── DATA SUPPLIED ──

//! Common test utilities for end-to-end GPU tests.
//!
//! Provides a shared runtime bootstrap that skips tests cleanly on machines
//! without a GPU adapter, plus helpers for building tiny plans and
//! in-memory weight containers.

use vitrail_plan::{BufferInit, BufferSlot, DataType, Pass, Plan, TensorDesc, kernel_table};
use vitrail_runtime::Runtime;
use vitrail_safetensors::SafeTensors;

/// Initialize a runtime, or skip the calling test when no GPU is available.
pub fn runtime_or_skip() -> Option<Runtime> {
    match pollster::block_on(Runtime::new()) {
        Ok(runtime) => Some(runtime),
        Err(err) => {
            eprintln!("skipping GPU test: {err}");
            None
        }
    }
}

/// A zero-initialized buffer slot.
pub fn zeroed(label: &str, size: u64) -> BufferSlot {
    BufferSlot {
        label: label.to_string(),
        size,
        init: BufferInit::Zeroed,
    }
}

/// A weight buffer slot pulled from the test container.
pub fn weight(name: &str, size: u64) -> BufferSlot {
    BufferSlot {
        label: name.to_string(),
        size,
        init: BufferInit::Weight(name.to_string()),
    }
}

/// Assemble a test plan over the static kernel table.
pub fn test_plan(
    buffers: Vec<BufferSlot>,
    passes: Vec<Pass>,
    input: (usize, TensorDesc),
    output: (usize, TensorDesc),
) -> Plan {
    Plan {
        name: "test",
        kernels: kernel_table(),
        buffers,
        passes,
        input,
        output,
    }
}

/// Shorthand for an f32 tensor descriptor.
pub fn f32_desc(shape: &[usize]) -> TensorDesc {
    TensorDesc::new(shape, DataType::F32)
}

/// Build an in-memory safetensors container of f32 tensors.
pub fn f32_container(entries: &[(&str, &[usize], &[f32])]) -> SafeTensors {
    let mut header = serde_json::Map::new();
    let mut data = Vec::new();
    for (name, shape, values) in entries {
        let begin = data.len();
        for v in *values {
            data.extend_from_slice(&v.to_le_bytes());
        }
        header.insert(
            name.to_string(),
            serde_json::json!({
                "dtype": "F32",
                "shape": shape,
                "data_offsets": [begin, data.len()],
            }),
        );
    }

    let header_bytes = serde_json::to_vec(&serde_json::Value::Object(header)).unwrap();
    let mut raw = Vec::new();
    raw.extend_from_slice(&(header_bytes.len() as u64).to_le_bytes());
    raw.extend_from_slice(&header_bytes);
    raw.extend_from_slice(&data);

    SafeTensors::from_bytes(raw).expect("test container is well-formed")
}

───

◆ ACTIVITY ◆
Set down all of the data above, word for word.

◆ TASK ANSWER ◆
//! Common test utilities for end-to-end GPU tests.
//!
//! Provides a shared runtime bootstrap that skips tests cleanly on machines
//! without a GPU adapter, plus helpers for building tiny plans and
//! in-memory weight containers.

use vitrail_plan::{BufferInit, BufferSlot, DataType, Pass, Plan, TensorDesc, kernel_table};
use vitrail_runtime::Runtime;
use vitrail_safetensors::SafeTensors;

/// Initialize a runtime, or skip the calling test when no GPU is available.
pub fn runtime_or_skip() -> Option<Runtime> {
    match pollster::block_on(Runtime::new()) {
        Ok(runtime) => Some(runtime),
        Err(err) => {
            eprintln!("skipping GPU test: {err}");
            None
        }
    }
}

/// A zero-initialized buffer slot.
pub fn zeroed(label: &str, size: u64) -> BufferSlot {
    BufferSlot {
        label: label.to_string(),
        size,
        init: BufferInit::Zeroed,
    }
}

/// A weight buffer slot pulled from the test container.
pub fn weight(name: &str, size: u64) -> BufferSlot {
    BufferSlot {
        label: name.to_string(),
        size,
        init: BufferInit::Weight(name.to_string()),
    }
}

/// Assemble a test plan over the static kernel table.
pub fn test_plan(
    buffers: Vec<BufferSlot>,
    passes: Vec<Pass>,
    input: (usize, TensorDesc),
    output: (usize, TensorDesc),
) -> Plan {
    Plan {
        name: "test",
        kernels: kernel_table(),
        buffers,
        passes,
        input,
        output,
    }
}

/// Shorthand for an f32 tensor descriptor.
pub fn f32_desc(shape: &[usize]) -> TensorDesc {
    TensorDesc::new(shape, DataType::F32)
}

/// Build an in-memory safetensors container of f32 tensors.
pub fn f32_container(entries: &[(&str, &[usize], &[f32])]) -> SafeTensors {
    let mut header = serde_json::Map::new();
    let mut data = Vec::new();
    for (name, shape, values) in entries {
        let begin = data.len();
        for v in *values {
            data.extend_from_slice(&v.to_le_bytes());
        }
        header.insert(
            name.to_string(),
            serde_json::json!({
                "dtype": "F32",
                "shape": shape,
                "data_offsets": [begin, data.len()],
            }),
        );
    }

    let header_bytes = serde_json::to_vec(&serde_json::Value::Object(header)).unwrap();
    let mut raw = Vec::new();
    raw.extend_from_slice(&(header_bytes.len() as u64).to_le_bytes());
    raw.extend_from_slice(&header_bytes);
    raw.extend_from_slice(&data);

    SafeTensors::from_bytes(raw).expect("test container is well-formed")
}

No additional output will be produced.